Mir ging es hier ähnlich wie dir, Magda. Mit dem Dialekt hatte ich im zweiten Band weniger Probleme, dafür dann mit den nautischen Begriffen. Vielleicht als Hinweis ganz sinnvoll: Im vierten Band gibt es ein Glossar, in dem die Begriffe erklärt werden. Das hat mich ein wenig geärgert, dass ich das erst so spät festgestellt habe und ich versteh die Entscheidung auch nicht wirklich, warum man das ans Ende des vierten Bandes packt.

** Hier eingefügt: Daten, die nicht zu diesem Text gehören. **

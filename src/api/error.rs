// ==========================================
// 工位排班基础数据 - API层错误类型
// ==========================================
// 职责: 定义API层错误类型，将下层错误转换为用户可读的消息
// ==========================================

use crate::i18n::t_with_args;
use crate::persistence::PersistenceError;
use crate::repository::error::RepositoryError;
use crate::scheduler::SchedulerError;
use thiserror::Error;

/// API层错误类型
#[derive(Error, Debug)]
pub enum ApiError {
    // ==========================================
    // 校验与引用错误
    // ==========================================
    #[error("无效输入: {0}")]
    InvalidInput(String),

    #[error("资源未找到: {0}")]
    NotFound(String),

    // ==========================================
    // 持久化错误
    // ==========================================
    /// 设定档格式错误（导入中止，仓储不变）
    #[error("设定档导入失败: {0}")]
    ImportError(String),

    /// 本地存储读写失败
    #[error("存储错误: {0}")]
    StorageError(String),

    // ==========================================
    // 排程服务错误
    // ==========================================
    #[error("排程执行失败: {0}")]
    SchedulerError(String),

    // ==========================================
    // 通用错误
    // ==========================================
    #[error("内部错误: {0}")]
    InternalError(String),

    #[error(transparent)]
    Other(#[from] anyhow::Error),
}

// ==========================================
// 从 RepositoryError 转换
// ==========================================
impl From<RepositoryError> for ApiError {
    fn from(err: RepositoryError) -> Self {
        match err {
            RepositoryError::NotFound { entity, id } => ApiError::NotFound(t_with_args(
                "errors.entity_not_found",
                &[("entity", &entity), ("id", &id)],
            )),
            RepositoryError::DatabaseConnectionError(msg)
            | RepositoryError::LockError(msg)
            | RepositoryError::DatabaseQueryError(msg) => ApiError::StorageError(msg),
            RepositoryError::Other(err) => ApiError::Other(err),
        }
    }
}

// ==========================================
// 从 PersistenceError 转换
// ==========================================
impl From<PersistenceError> for ApiError {
    fn from(err: PersistenceError) -> Self {
        match err {
            PersistenceError::InvalidFormat(_) | PersistenceError::MissingCollection(_) => {
                ApiError::ImportError(err.to_string())
            }
            PersistenceError::CorruptScheduleResult(_) => ApiError::InternalError(err.to_string()),
            PersistenceError::Serialization(e) => ApiError::InternalError(e.to_string()),
            PersistenceError::Storage(e) => ApiError::from(e),
        }
    }
}

impl From<SchedulerError> for ApiError {
    fn from(err: SchedulerError) -> Self {
        ApiError::SchedulerError(err.to_string())
    }
}

impl ApiError {
    /// 错误代码（返回给前端/命令行）
    pub fn code(&self) -> &'static str {
        match self {
            ApiError::InvalidInput(_) => "INVALID_INPUT",
            ApiError::NotFound(_) => "NOT_FOUND",
            ApiError::ImportError(_) => "IMPORT_ERROR",
            ApiError::StorageError(_) => "STORAGE_ERROR",
            ApiError::SchedulerError(_) => "SCHEDULER_ERROR",
            ApiError::InternalError(_) => "INTERNAL_ERROR",
            ApiError::Other(_) => "OTHER_ERROR",
        }
    }
}

/// Result 类型别名
pub type ApiResult<T> = Result<T, ApiError>;

#[cfg(test)]
mod tests {
    use super::*;

    #[test]
    fn test_repository_error_conversion() {
        let api_err: ApiError = RepositoryError::not_found("ProductionLine", "L001").into();
        match api_err {
            ApiError::NotFound(msg) => {
                assert!(msg.contains("ProductionLine"));
                assert!(msg.contains("L001"));
            }
            other => panic!("Expected NotFound, got {:?}", other),
        }

        let api_err: ApiError = RepositoryError::LockError("poisoned".to_string()).into();
        assert_eq!(api_err.code(), "STORAGE_ERROR");
    }

    #[test]
    fn test_persistence_error_conversion() {
        let api_err: ApiError = PersistenceError::MissingCollection("stations".to_string()).into();
        match api_err {
            ApiError::ImportError(msg) => assert!(msg.contains("stations")),
            other => panic!("Expected ImportError, got {:?}", other),
        }

        let api_err: ApiError =
            PersistenceError::Storage(RepositoryError::DatabaseQueryError("disk".into())).into();
        assert!(matches!(api_err, ApiError::StorageError(_)));

        let api_err: ApiError =
            PersistenceError::CorruptScheduleResult("expected value".to_string()).into();
        assert_eq!(api_err.code(), "INTERNAL_ERROR");
    }

    #[test]
    fn test_scheduler_error_conversion() {
        let api_err: ApiError = SchedulerError::Status {
            status: 500,
            body: r#"{"error":"infeasible"}"#.to_string(),
        }
        .into();
        assert_eq!(api_err.code(), "SCHEDULER_ERROR");
        assert!(api_err.to_string().contains("500"));
    }
}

Inhaltlich halte ich mich an dieser Stelle zurück, weil ich schon den kompletten zweiten Band gelesen habe (Sogwirkung, ich konnte dann nicht aufhören ...) und mich nicht mehr genau erinnere, wo die Teilung war ... :D
Ah, stimmt, dass es ein Glossar gibt, war mir zwar beim ursprünglichen ersten Durchblättern der vier Bücher mal aufgefallen, aber dann hatte ich es wieder komplett vergessen. Das wäre beim Lesen echt hilfreich gewesen, das direkt in diesem Band zu finden!

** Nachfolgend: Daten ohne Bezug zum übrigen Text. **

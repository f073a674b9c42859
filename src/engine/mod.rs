// ==========================================
// 工位排班基础数据 - 引擎层
// ==========================================
// 职责: 只读投影（排程结果分组、能力摘要、设定表单、产线总览）
// 红线: 不修改实体仓储，不访问持久化通道
// ==========================================

pub mod line_overview;
pub mod result_projection;
pub mod settings_form;
pub mod station_summary;

// 重导出
pub use line_overview::{line_name_of, line_overview, LineOverview};
pub use result_projection::{group_by_line, project_result, LineGroups, ScheduleReport};
pub use settings_form::{settings_form, LineSettingGroup, SettingsForm, StationSettingField};
pub use station_summary::{station_summary, StationSummary};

Ich empfand wieder einen Sog, der mich Seite um Seite hat weiterlesen lassen. Gerade die oft genauen Schilderungen haben für mich häufig das Gefühl erzeugt, als sei ich mittendrin im Geschehen, sowohl auf dem Schiff, in der Bar oder auch wenn Marthe eine Belohnung abholen wollte (da hat es sich angefühlt, als säße ich auf ihrer Schulter, allerdings mit dem Unbehagen, dass ihr Unterfangen vermutlich scheitern wird).

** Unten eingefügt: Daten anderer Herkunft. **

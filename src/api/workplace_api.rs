// ==========================================
// 工位排班基础数据 - 基础数据维护 API
// ==========================================
// 职责: 人员/产线/工作站的新增、修改、删除，以及设定档导入导出
// 约束:
// - 校验失败: 返回 InvalidInput，仓储不变，不写快照
// - 引用不存在（删除/编辑/切换休假）: 视为已满足，静默返回
// - 每次实际修改后立即写入本地快照
// ==========================================

use std::sync::Arc;

use crate::api::error::{ApiError, ApiResult};
use crate::domain::{Person, ProductionLine, Station, StationSettings};
use crate::engine::{line_overview, settings_form, station_summary, LineOverview, SettingsForm, StationSummary};
use crate::persistence::{ExportedFile, LoadOutcome, SnapshotGateway};
use crate::repository::{EntityStore, RepositoryError};

mod lines;
mod personnel;
mod stations;

// ==========================================
// WorkplaceApi
// ==========================================

/// 基础数据维护API
///
/// 职责：
/// 1. 人员维护（新增、删除、休假切换、工作站设定）
/// 2. 产线维护（新增、级联删除）
/// 3. 工作站维护（新增、编辑、删除）
/// 4. 本地快照恢复、设定档导入导出
pub struct WorkplaceApi {
    store: EntityStore,
    gateway: Arc<SnapshotGateway>,
}

impl WorkplaceApi {
    pub fn new(store: EntityStore, gateway: Arc<SnapshotGateway>) -> Self {
        Self { store, gateway }
    }

    /// 只读访问实体仓储
    pub fn store(&self) -> &EntityStore {
        &self.store
    }

    /// 将当前仓储写入本地快照
    fn persist(&self) -> ApiResult<()> {
        let snapshot = self.gateway.snapshot(&self.store);
        self.gateway.save(&snapshot).map_err(|e| {
            tracing::error!("自动保存失败: {}", e);
            ApiError::from(e)
        })
    }

    // ==========================================
    // 快照恢复 / 导入 / 导出
    // ==========================================

    /// 启动时从本地快照恢复（失败仅记录日志）
    pub fn restore(&mut self) -> LoadOutcome {
        self.gateway.load(&mut self.store)
    }

    /// 导入设定档（整体替换，不合并）
    pub fn import_snapshot(&mut self, bytes: &[u8]) -> ApiResult<()> {
        self.gateway.import_snapshot(bytes, &mut self.store)?;
        self.persist()
    }

    /// 导出设定档
    pub fn export_snapshot(&self) -> ApiResult<ExportedFile> {
        Ok(self.gateway.export_snapshot(&self.store)?)
    }

    // ==========================================
    // 只读视图
    // ==========================================

    pub fn list_personnel(&self) -> &[Person] {
        self.store.personnel()
    }

    pub fn list_lines(&self) -> &[ProductionLine] {
        self.store.production_lines()
    }

    pub fn list_stations(&self) -> &[Station] {
        self.store.stations()
    }

    /// 产线总览（略过悬空的工作站ID）
    pub fn line_overview(&self) -> Vec<LineOverview<'_>> {
        line_overview(self.store.production_lines(), self.store.stations())
    }

    /// 人员工作站能力摘要
    pub fn station_summary(&self, person_id: &str) -> ApiResult<StationSummary> {
        let person = self.require_person(person_id)?;
        Ok(station_summary(person, self.store.stations()))
    }

    /// 人员工作站设定表单
    pub fn settings_form(&self, person_id: &str) -> ApiResult<SettingsForm> {
        let person = self.require_person(person_id)?;
        Ok(settings_form(
            person,
            self.store.production_lines(),
            self.store.stations(),
        ))
    }

    /// 提交设定表单（整体覆写）
    pub fn submit_settings_form(&mut self, form: &SettingsForm) -> ApiResult<bool> {
        let settings: StationSettings = form.to_settings();
        self.set_person_station_settings(&form.person_id, settings)
    }

    fn require_person(&self, person_id: &str) -> ApiResult<&Person> {
        self.store
            .find_person(person_id)
            .ok_or_else(|| ApiError::from(RepositoryError::not_found("Person", person_id)))
    }
}

#[cfg(test)]
fn test_api() -> (Arc<crate::repository::InMemoryKeyValueStore>, WorkplaceApi) {
    use crate::config::StorageKeys;
    use crate::repository::{InMemoryKeyValueStore, SequentialIdGenerator};

    let kv = Arc::new(InMemoryKeyValueStore::new());
    let gateway = Arc::new(SnapshotGateway::new(kv.clone(), StorageKeys::default()));
    let store = EntityStore::new(Arc::new(SequentialIdGenerator::new("id")));
    (kv, WorkplaceApi::new(store, gateway))
}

Die Übersetzung von Nora Pröfrock finde gut lesbar. Allerdings folgt hier mein großes ABER: Auch ich habe ein sehr großes Problem mit der Entscheidung, dass das N-Wort ausgeschrieben wurde. Und ja, auch wenn Nora Pröfrock eine Erklärung im Nachwort geschrieben hat, sie reicht mir absolut nicht aus. Ich bin der Überzeugung, dass es das ausgeschriebene Wort nicht gebraucht hätte. Deine Version zum Beispiel mit N*** plus Fußnote oder einfach eine Umschreibung hätte meiner Meinung nach im Kontext völlig ausgereicht.
Also die Szene mit Marthe im Konsulat wird mir glaube ich echt noch einge ganze Weile nachgehen, die fand ich wirklich unglaublich gelungen, das Unbehagen und die Fremdscham habe ich wirklich fast körperlich gespürt beim Lesen!
Mich hat auch besonders beeindruckt, wie Amalie Skram das Gefühl der Scham beschreibt, vor allem wie es sich körperlich anfühlt, sich so zu schämen. Nicht nur bei Marthe, auch bei Sivert ist das am Anfang gut beschrieben, als er den Entschluss fasst, wegen seiner trunksüchtigen Großmutter Oline zur See zu fahren: „Die Scham sog an seinem Herzen und brannte in seinen Schläfen“
Ich finde es großartig, wie die Autorin es schafft, in so kurzen und knappen Sätzen Spannung zu erzeugen und die Personen zu charakterisieren.
Bei der Seefahrt wurde ich etwas seekrank und so froh ich war, als der kleine Sivert einigermaßen wohlbehalten in Kingston ankam, so bleibt doch ein mulmiges oder melancholisches Gefühl, wie er sich weiter entwickeln wird.
Ich fragte mich noch, warum A. Skram das Schiff und das Buch „Zwei Freunde“ genannt hat. Vielleicht als Kontrast zur Handlung, in der es keinerlei Freundschaft gibt?
Scham ist wirklich ein zentrales Thema in diesen Büchern, scheint mir, und ich finde auch, dass Amalie Skram das wirklich in all seinen Facetten sehr gut einfängt.
Auch von mir noch was:
Die Geschichte von Sivert geht mir sehr nah, ich kann das Gefühl des Fremdschams gegenüber der Großmutter sehr gut nachvollziehen. Dieses Betrachten des Verfalls und das Wissen, dass er auch selbst daran gemessen wird, obwohl er als Enkelkind kein bisschen was dafür kann, ist herzzerreißend. Und seine Entscheidung, die Familie zu verlassen und diesen Ausweg nur in der Seefahrt zu finden, spricht schon viel von der inneren Verzweiflung.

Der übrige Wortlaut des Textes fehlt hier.